Records for processing »
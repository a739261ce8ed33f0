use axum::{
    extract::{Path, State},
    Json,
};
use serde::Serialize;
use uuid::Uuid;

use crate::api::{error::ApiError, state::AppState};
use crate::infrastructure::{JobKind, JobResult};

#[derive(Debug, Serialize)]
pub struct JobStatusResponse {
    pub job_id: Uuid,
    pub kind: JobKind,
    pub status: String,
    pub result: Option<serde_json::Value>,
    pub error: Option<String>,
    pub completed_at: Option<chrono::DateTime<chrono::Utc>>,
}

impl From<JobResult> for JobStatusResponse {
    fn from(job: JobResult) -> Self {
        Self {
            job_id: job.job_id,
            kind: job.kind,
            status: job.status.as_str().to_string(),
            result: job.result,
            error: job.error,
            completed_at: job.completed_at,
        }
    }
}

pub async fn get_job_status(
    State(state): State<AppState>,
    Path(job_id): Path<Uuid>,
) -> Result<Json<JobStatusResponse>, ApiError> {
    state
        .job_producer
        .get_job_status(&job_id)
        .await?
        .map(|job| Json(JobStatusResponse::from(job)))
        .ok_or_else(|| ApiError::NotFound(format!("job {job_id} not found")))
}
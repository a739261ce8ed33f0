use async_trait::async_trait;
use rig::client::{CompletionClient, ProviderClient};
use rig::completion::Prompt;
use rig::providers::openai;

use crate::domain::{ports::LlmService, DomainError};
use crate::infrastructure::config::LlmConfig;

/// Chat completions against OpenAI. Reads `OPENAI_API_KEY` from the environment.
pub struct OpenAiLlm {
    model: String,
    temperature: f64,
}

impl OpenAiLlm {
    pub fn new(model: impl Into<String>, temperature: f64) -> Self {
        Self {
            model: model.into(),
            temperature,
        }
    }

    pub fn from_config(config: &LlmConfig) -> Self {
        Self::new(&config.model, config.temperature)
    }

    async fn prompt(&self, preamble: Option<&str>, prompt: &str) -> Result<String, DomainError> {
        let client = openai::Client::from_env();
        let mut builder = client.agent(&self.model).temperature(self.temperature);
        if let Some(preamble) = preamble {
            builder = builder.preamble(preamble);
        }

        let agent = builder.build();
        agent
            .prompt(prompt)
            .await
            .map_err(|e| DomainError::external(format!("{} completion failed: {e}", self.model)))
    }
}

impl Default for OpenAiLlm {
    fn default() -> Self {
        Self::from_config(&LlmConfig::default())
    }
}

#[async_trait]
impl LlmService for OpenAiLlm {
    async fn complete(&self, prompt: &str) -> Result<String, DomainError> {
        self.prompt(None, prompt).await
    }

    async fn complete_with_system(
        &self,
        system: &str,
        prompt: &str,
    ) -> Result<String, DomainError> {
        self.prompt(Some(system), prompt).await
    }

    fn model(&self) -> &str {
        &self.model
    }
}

Exercise objective »
Every line in the data that holds the string "ApiError" should be copied.

Answer for this exercise »
use crate::api::{error::ApiError, state::AppState};
) -> Result<Json<JobStatusResponse>, ApiError> {
        .ok_or_else(|| ApiError::NotFound(format!("job {job_id} not found")))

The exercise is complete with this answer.